- [Provided information]
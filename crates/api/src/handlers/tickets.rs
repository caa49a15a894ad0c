//! Handlers for the `/tickets` resource.
//!
//! Reads are served from the live ticket snapshot held in [`AppState`];
//! writes go to the store and are visible in that snapshot before the
//! handler returns.

use axum::extract::{Path, Query, State};
use axum::http::StatusCode;
use axum::Json;
use helpdesk_core::error::CoreError;
use helpdesk_core::query::{query_tickets, SortConfig, SortDirection, SortKey, TicketFilters};
use helpdesk_core::ticket::{
    build_ticket, NewTicketForm, Priority, Ticket, TicketStatus, DEPARTMENTS,
};
use helpdesk_core::types::now_millis;
use helpdesk_core::update::TicketUpdate;
use helpdesk_db::repositories::TicketRepo;
use helpdesk_db::StoreError;
use serde::{Deserialize, Serialize};

use crate::error::{AppError, AppResult};
use crate::middleware::auth::AuthUser;
use crate::middleware::rbac::{RequireAdmin, RequireEmployee};
use crate::response::DataResponse;
use crate::state::AppState;

// ---------------------------------------------------------------------------
// Request / response types
// ---------------------------------------------------------------------------

/// Query parameters for the admin list and the admin stream.
#[derive(Debug, Default, Deserialize)]
pub struct TicketListQuery {
    pub search: Option<String>,
    pub priority: Option<String>,
    /// `YYYY-MM-DD`; empty disables the date filter.
    pub date: Option<String>,
    /// `key-direction`, e.g. `priority-desc`.
    pub sort: Option<String>,
}

impl TicketListQuery {
    pub fn filters(&self) -> Result<TicketFilters, CoreError> {
        TicketFilters::from_raw(
            self.search.as_deref(),
            self.priority.as_deref(),
            self.date.as_deref(),
        )
    }

    pub fn sort(&self) -> SortConfig {
        self.sort.as_deref().map(SortConfig::parse).unwrap_or_default()
    }
}

/// Request body for `PUT /tickets/{id}`.
#[derive(Debug, Deserialize)]
pub struct UpdateTicketRequest {
    pub status: TicketStatus,
    /// Admin reply; blank text adds no comment.
    #[serde(default)]
    pub comment: Option<String>,
}

/// Option lists for ticket forms and filters.
#[derive(Debug, Serialize)]
pub struct TicketMeta {
    pub priorities: [Priority; 4],
    pub statuses: [TicketStatus; 3],
    pub departments: &'static [&'static str],
}

// ---------------------------------------------------------------------------
// Views
// ---------------------------------------------------------------------------

/// The admin dashboard view of `tickets`.
pub fn admin_view(tickets: &[Ticket], filters: &TicketFilters, sort: SortConfig) -> Vec<Ticket> {
    query_tickets(tickets, None, filters, sort)
        .into_iter()
        .cloned()
        .collect()
}

/// An employee's own tickets, newest first.
pub fn employee_view(tickets: &[Ticket], ps_number: &str) -> Vec<Ticket> {
    let newest_first = SortConfig::new(SortKey::Date, SortDirection::Desc);
    query_tickets(tickets, Some(ps_number), &TicketFilters::default(), newest_first)
        .into_iter()
        .cloned()
        .collect()
}

// ---------------------------------------------------------------------------
// Handlers
// ---------------------------------------------------------------------------

/// GET /api/v1/tickets
///
/// Admin list with search, priority and date filters and a sort selector.
pub async fn list_tickets(
    RequireAdmin(_admin): RequireAdmin,
    State(state): State<AppState>,
    Query(params): Query<TicketListQuery>,
) -> AppResult<Json<DataResponse<Vec<Ticket>>>> {
    let filters = params.filters()?;
    let tickets = admin_view(&state.ticket_snapshot(), &filters, params.sort());
    Ok(Json(DataResponse { data: tickets }))
}

/// POST /api/v1/tickets
///
/// File a ticket under the caller's PS number. Returns 201 with the stored ticket.
pub async fn create_ticket(
    RequireEmployee(user): RequireEmployee,
    State(state): State<AppState>,
    Json(form): Json<NewTicketForm>,
) -> AppResult<(StatusCode, Json<DataResponse<Ticket>>)> {
    let input = build_ticket(&user.subject, &form, now_millis())?;
    let ticket = TicketRepo::create(state.store.as_ref(), input).await?;

    tracing::info!(
        ticket_id = %ticket.id,
        ps_number = %ticket.ps_number,
        priority = ?ticket.priority,
        "Ticket created"
    );

    Ok((StatusCode::CREATED, Json(DataResponse { data: ticket })))
}

/// GET /api/v1/tickets/mine
pub async fn my_tickets(
    RequireEmployee(user): RequireEmployee,
    State(state): State<AppState>,
) -> AppResult<Json<DataResponse<Vec<Ticket>>>> {
    let tickets = employee_view(&state.ticket_snapshot(), &user.subject);
    Ok(Json(DataResponse { data: tickets }))
}

/// GET /api/v1/tickets/meta
pub async fn ticket_meta() -> Json<DataResponse<TicketMeta>> {
    Json(DataResponse {
        data: TicketMeta {
            priorities: Priority::KNOWN,
            statuses: TicketStatus::ALL,
            departments: DEPARTMENTS,
        },
    })
}

/// GET /api/v1/tickets/{id}
///
/// Admins may read any ticket; employees only their own. Another employee's
/// ticket reads as not found.
pub async fn get_ticket(
    user: AuthUser,
    State(state): State<AppState>,
    Path(id): Path<String>,
) -> AppResult<Json<DataResponse<Ticket>>> {
    let ticket = TicketRepo::find_by_id(state.store.as_ref(), &id)
        .await?
        .filter(|t| user.is_admin() || t.ps_number == user.subject)
        .ok_or_else(|| ticket_not_found(&id))?;
    Ok(Json(DataResponse { data: ticket }))
}

/// PUT /api/v1/tickets/{id}
///
/// Overwrite the status and append the admin's reply, if any.
pub async fn update_ticket(
    RequireAdmin(admin): RequireAdmin,
    State(state): State<AppState>,
    Path(id): Path<String>,
    Json(input): Json<UpdateTicketRequest>,
) -> AppResult<Json<DataResponse<Ticket>>> {
    let update =
        TicketUpdate::from_admin_reply(input.status, input.comment.as_deref(), now_millis());

    let ticket = TicketRepo::apply_update(state.store.as_ref(), &id, &update)
        .await
        .map_err(|e| match e {
            StoreError::NotFound { .. } => ticket_not_found(&id),
            other => AppError::Store(other),
        })?;

    tracing::info!(
        ticket_id = %ticket.id,
        status = ?update.status,
        commented = update.comment.is_some(),
        admin = %admin.subject,
        "Ticket updated"
    );

    Ok(Json(DataResponse { data: ticket }))
}

fn ticket_not_found(id: &str) -> AppError {
    AppError::Core(CoreError::NotFound {
        entity: "Ticket",
        id: id.to_string(),
    })
}
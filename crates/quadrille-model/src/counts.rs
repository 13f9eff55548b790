// Copyright (c) 2025 Felix Kahle.
//
// Permission is hereby granted, free of charge, to any person obtaining
// a copy of this software and associated documentation files (the
// "Software"), to deal in the Software without restriction, including
// without limitation the rights to use, copy, modify, merge, publish,
// distribute, sublicense, and/or sell copies of the Software, and to
// permit persons to whom the Software is furnished to do so, subject to
// the following conditions:
//
// The above copyright notice and this permission notice shall be
// included in all copies or substantial portions of the Software.
//
// THE SOFTWARE IS PROVIDED "AS IS", WITHOUT WARRANTY OF ANY KIND,
// EXPRESS OR IMPLIED, INCLUDING BUT NOT LIMITED TO THE WARRANTIES OF
// MERCHANTABILITY, FITNESS FOR A PARTICULAR PURPOSE AND
// NONINFRINGEMENT. IN NO EVENT SHALL THE AUTHORS OR COPYRIGHT HOLDERS BE
// LIABLE FOR ANY CLAIM, DAMAGES OR OTHER LIABILITY, WHETHER IN AN ACTION
// OF CONTRACT, TORT OR OTHERWISE, ARISING FROM, OUT OF OR IN CONNECTION
// WITH THE SOFTWARE OR THE USE OR OTHER DEALINGS IN THE SOFTWARE.

//! The requested multiset of squares.
//!
//! Callers ask for a number of squares per side length `2..=5`. Unit squares
//! are never requested; the engines synthesize them as filler.

use crate::{
    error::PackingError,
    palette::Palette,
    square::{MAX_SIDE_LENGTH, Square},
};

/// The smallest side length a caller may request.
pub const MIN_REQUESTED_SIDE_LENGTH: usize = 2;

const TIERS: usize = MAX_SIDE_LENGTH - MIN_REQUESTED_SIDE_LENGTH + 1;

/// Number of requested squares per side length `2..=5`.
#[derive(Debug, Clone, Copy, PartialEq, Eq, Hash, Default)]
pub struct SquareCounts {
    /// `counts[i]` is the number of squares of side length `i + 2`.
    counts: [usize; TIERS],
}

impl SquareCounts {
    /// Creates an empty request.
    #[inline]
    pub const fn new() -> Self {
        Self { counts: [0; TIERS] }
    }

    /// Creates a request from the counts of sizes 5, 4, 3 and 2, in that order.
    #[inline]
    pub const fn from_largest_first(x5: usize, x4: usize, x3: usize, x2: usize) -> Self {
        Self {
            counts: [x2, x3, x4, x5],
        }
    }

    /// Returns a copy with the count for `side_length` replaced.
    ///
    /// # Panics
    ///
    /// Panics if `side_length` is not within `2..=MAX_SIDE_LENGTH`.
    #[inline]
    pub fn with_count(mut self, side_length: usize, count: usize) -> Self {
        self.counts[Self::slot(side_length, "with_count")] = count;
        self
    }

    /// Returns the count for `side_length`, or `0` for sizes that cannot be requested.
    #[inline]
    pub fn count(&self, side_length: usize) -> usize {
        if (MIN_REQUESTED_SIDE_LENGTH..=MAX_SIDE_LENGTH).contains(&side_length) {
            self.counts[side_length - MIN_REQUESTED_SIDE_LENGTH]
        } else {
            0
        }
    }

    /// Total number of requested squares, saturating at `usize::MAX`.
    #[inline]
    pub fn total(&self) -> usize {
        self.counts.iter().fold(0_usize, |acc, &n| acc.saturating_add(n))
    }

    /// Returns `true` if no square is requested.
    #[inline]
    pub fn is_empty(&self) -> bool {
        self.total() == 0
    }

    /// Summed footprint area of all requested squares.
    ///
    /// An area that does not fit into a `usize` is reported as `usize::MAX`,
    /// which no grid can hold.
    #[inline]
    pub fn area(&self) -> usize {
        self.checked_area().unwrap_or(usize::MAX)
    }

    fn checked_area(&self) -> Option<usize> {
        self.counts
            .iter()
            .enumerate()
            .try_fold(0_usize, |acc, (i, &n)| {
                let side = i + MIN_REQUESTED_SIDE_LENGTH;
                n.checked_mul(side * side)
                    .and_then(|footprint| acc.checked_add(footprint))
            })
    }

    /// Checks that the requested squares can fit into a `side_length` grid by area.
    #[inline]
    pub fn check_capacity(&self, side_length: usize) -> Result<(), PackingError> {
        check_capacity(side_length, self.area())
    }

    /// Expands the request into colored squares, largest first.
    pub fn to_squares(&self, palette: &Palette) -> Vec<Square> {
        let mut squares = Vec::with_capacity(self.total());
        for side in (MIN_REQUESTED_SIDE_LENGTH..=MAX_SIDE_LENGTH).rev() {
            let color = palette.color_for(side);
            squares.extend(std::iter::repeat_n(Square::new(side, color), self.count(side)));
        }
        squares
    }

    #[inline]
    fn slot(side_length: usize, caller: &str) -> usize {
        assert!(
            (MIN_REQUESTED_SIDE_LENGTH..=MAX_SIDE_LENGTH).contains(&side_length),
            "called `SquareCounts::{}` with side length out of range: expected {}..={} but got {}",
            caller,
            MIN_REQUESTED_SIDE_LENGTH,
            MAX_SIDE_LENGTH,
            side_length
        );
        side_length - MIN_REQUESTED_SIDE_LENGTH
    }
}

/// Counts in the order the request form lists them: sizes 5, 4, 3, 2.
impl From<[usize; TIERS]> for SquareCounts {
    #[inline]
    fn from([x5, x4, x3, x2]: [usize; TIERS]) -> Self {
        Self::from_largest_first(x5, x4, x3, x2)
    }
}

impl std::fmt::Display for SquareCounts {
    fn fmt(&self, f: &mut std::fmt::Formatter<'_>) -> std::fmt::Result {
        write!(
            f,
            "5x5: {}, 4x4: {}, 3x3: {}, 2x2: {}",
            self.count(5),
            self.count(4),
            self.count(3),
            self.count(2)
        )
    }
}

/// Rejects a zero-sized grid, a grid whose area does not fit into a `usize`,
/// and requests whose area exceeds the grid's.
pub fn check_capacity(side_length: usize, requested_area: usize) -> Result<(), PackingError> {
    let Some(available) = side_length.checked_mul(side_length).filter(|&a| a > 0) else {
        return Err(PackingError::InvalidGridSize);
    };
    if requested_area > available {
        return Err(PackingError::OverCapacity {
            requested: requested_area,
            available,
        });
    }
    Ok(())
}

#[cfg(test)]
mod tests {
    use super::*;
    use quadrille_core::color::Rgba;

    #[test]
    fn test_from_largest_first_and_count() {
        let counts = SquareCounts::from_largest_first(1, 2, 3, 4);
        assert_eq!(counts.count(5), 1);
        assert_eq!(counts.count(4), 2);
        assert_eq!(counts.count(3), 3);
        assert_eq!(counts.count(2), 4);
        assert_eq!(counts.count(1), 0);
        assert_eq!(counts.count(6), 0);
        assert_eq!(counts.total(), 10);
        assert_eq!(SquareCounts::from([1, 2, 3, 4]), counts);
    }

    #[test]
    fn test_area() {
        let counts = SquareCounts::from_largest_first(1, 1, 1, 1);
        assert_eq!(counts.area(), 25 + 16 + 9 + 4);
        assert_eq!(SquareCounts::new().area(), 0);
        assert!(SquareCounts::new().is_empty());
    }

    #[test]
    fn test_check_capacity() {
        let counts = SquareCounts::new().with_count(3, 1);
        assert_eq!(
            counts.check_capacity(2),
            Err(PackingError::OverCapacity {
                requested: 9,
                available: 4
            })
        );
        assert_eq!(counts.check_capacity(3), Ok(()));
        assert_eq!(
            SquareCounts::new().check_capacity(0),
            Err(PackingError::InvalidGridSize)
        );
    }

    #[test]
    fn test_area_overflow_is_over_capacity() {
        let counts = SquareCounts::from_largest_first(usize::MAX / 10, 0, 0, 0);
        assert_eq!(counts.area(), usize::MAX);
        assert_eq!(
            counts.check_capacity(4),
            Err(PackingError::OverCapacity {
                requested: usize::MAX,
                available: 16
            })
        );

        let counts = SquareCounts::from_largest_first(0, 0, 1, usize::MAX / 4);
        assert_eq!(counts.area(), usize::MAX);
        assert_eq!(counts.total(), usize::MAX / 4 + 1);

        let counts = SquareCounts::from_largest_first(usize::MAX, usize::MAX, 0, 0);
        assert_eq!(counts.total(), usize::MAX);
    }

    #[test]
    fn test_unrepresentable_grid_area_is_invalid() {
        assert_eq!(
            check_capacity(usize::MAX, 0),
            Err(PackingError::InvalidGridSize)
        );
        assert_eq!(
            check_capacity(1 << (usize::BITS / 2), 4),
            Err(PackingError::InvalidGridSize)
        );
    }

    #[test]
    fn test_to_squares_is_largest_first_with_palette_colors() {
        let palette = Palette::default()
            .with_color(2, Rgba::RED)
            .with_color(4, Rgba::BLUE);
        let squares = SquareCounts::from_largest_first(0, 1, 0, 2).to_squares(&palette);
        assert_eq!(
            squares,
            vec![
                Square::new(4, Rgba::BLUE),
                Square::new(2, Rgba::RED),
                Square::new(2, Rgba::RED),
            ]
        );
    }

    #[test]
    #[should_panic(expected = "side length out of range")]
    fn test_with_count_rejects_unit_squares() {
        let _ = SquareCounts::new().with_count(1, 3);
    }
}
// Copyright (c) 2025 Felix Kahle.
//
// Permission is hereby granted, free of charge, to any person obtaining
// a copy of this software and associated documentation files (the
// "Software"), to deal in the Software without restriction, including
// without limitation the rights to use, copy, modify, merge, publish,
// distribute, sublicense, and/or sell copies of the Software, and to
// permit persons to whom the Software is furnished to do so, subject to
// the following conditions:
//
// The above copyright notice and this permission notice shall be
// included in all copies or substantial portions of the Software.
//
// THE SOFTWARE IS PROVIDED "AS IS", WITHOUT WARRANTY OF ANY KIND,
// EXPRESS OR IMPLIED, INCLUDING BUT NOT LIMITED TO THE WARRANTIES OF
// MERCHANTABILITY, FITNESS FOR A PARTICULAR PURPOSE AND
// NONINFRINGEMENT. IN NO EVENT SHALL THE AUTHORS OR COPYRIGHT HOLDERS BE
// LIABLE FOR ANY CLAIM, DAMAGES OR OTHER LIABILITY, WHETHER IN AN ACTION
// OF CONTRACT, TORT OR OTHERWISE, ARISING FROM, OUT OF OR IN CONNECTION
// WITH THE SOFTWARE OR THE USE OR OTHER DEALINGS IN THE SOFTWARE.

//! # Quadrille Core
//!
//! Foundational value types for the quadrille square-packing ecosystem. The
//! types here are small, `Copy`, and free of any placement logic, so that the
//! model and search crates can share them without pulling in each other.
//!
//! ## Modules
//!
//! - `geometry`: Integer grid coordinates (`Coord`) with translation and the
//!   two diagonal reflections used to turn row-major sweeps into column-major
//!   ones, plus the four start/anchor corners (`Corner`).
//! - `color`: An 8-bit RGBA color value (`Rgba`) with named constants and
//!   source-over layering and weighted mixing.

pub mod color;
pub mod geometry;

- [Work required] Referring to the material above, set down exactly the lines between the line with "assert_eq!(counts.count(6), 0);" and the line with "assert_eq!(counts.check_capacity(3), Ok(()));", inclusive, and no other lines.

- [Task answer]
        assert_eq!(counts.count(6), 0);
        assert_eq!(counts.total(), 10);
        assert_eq!(SquareCounts::from([1, 2, 3, 4]), counts);
    }

    #[test]
    fn test_area() {
        let counts = SquareCounts::from_largest_first(1, 1, 1, 1);
        assert_eq!(counts.area(), 25 + 16 + 9 + 4);
        assert_eq!(SquareCounts::new().area(), 0);
        assert!(SquareCounts::new().is_empty());
    }

    #[test]
    fn test_check_capacity() {
        let counts = SquareCounts::new().with_count(3, 1);
        assert_eq!(
            counts.check_capacity(2),
            Err(PackingError::OverCapacity {
                requested: 9,
                available: 4
            })
        );
        assert_eq!(counts.check_capacity(3), Ok(()));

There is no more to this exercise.